** Source data follows **

//! Identifier and keyword lexing.

use crate::token::{keyword_lookup, Token, TokenKind};
use crate::unicode::is_ascii_ident_continue;
use crate::Lexer;

impl<'a> Lexer<'a> {
    /// Lexes an identifier or keyword.
    ///
    /// Identifiers match `[A-Za-z_][A-Za-z0-9_]*`; the lexeme is then
    /// checked against the reserved word list to decide whether it is
    /// tagged `Keyword` or `Identifier`.
    pub fn lex_identifier(&mut self) -> Token {
        while is_ascii_ident_continue(self.cursor.current_char()) {
            self.cursor.advance();
        }

        let text = self.cursor.slice_from(self.token_start);
        let kind = if keyword_lookup(text) {
            TokenKind::Keyword
        } else {
            TokenKind::Identifier
        };
        self.make_token(kind, text)
    }
}
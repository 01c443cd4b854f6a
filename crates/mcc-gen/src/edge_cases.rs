//! Edge case tests for mcc-gen.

** End of Source data **

**What the exercise asks:**
Whenever the string "TokenKind" turns up in a line of the data, copy that line.

**Written answer:**
use crate::token::{keyword_lookup, Token, TokenKind};
            TokenKind::Keyword
            TokenKind::Identifier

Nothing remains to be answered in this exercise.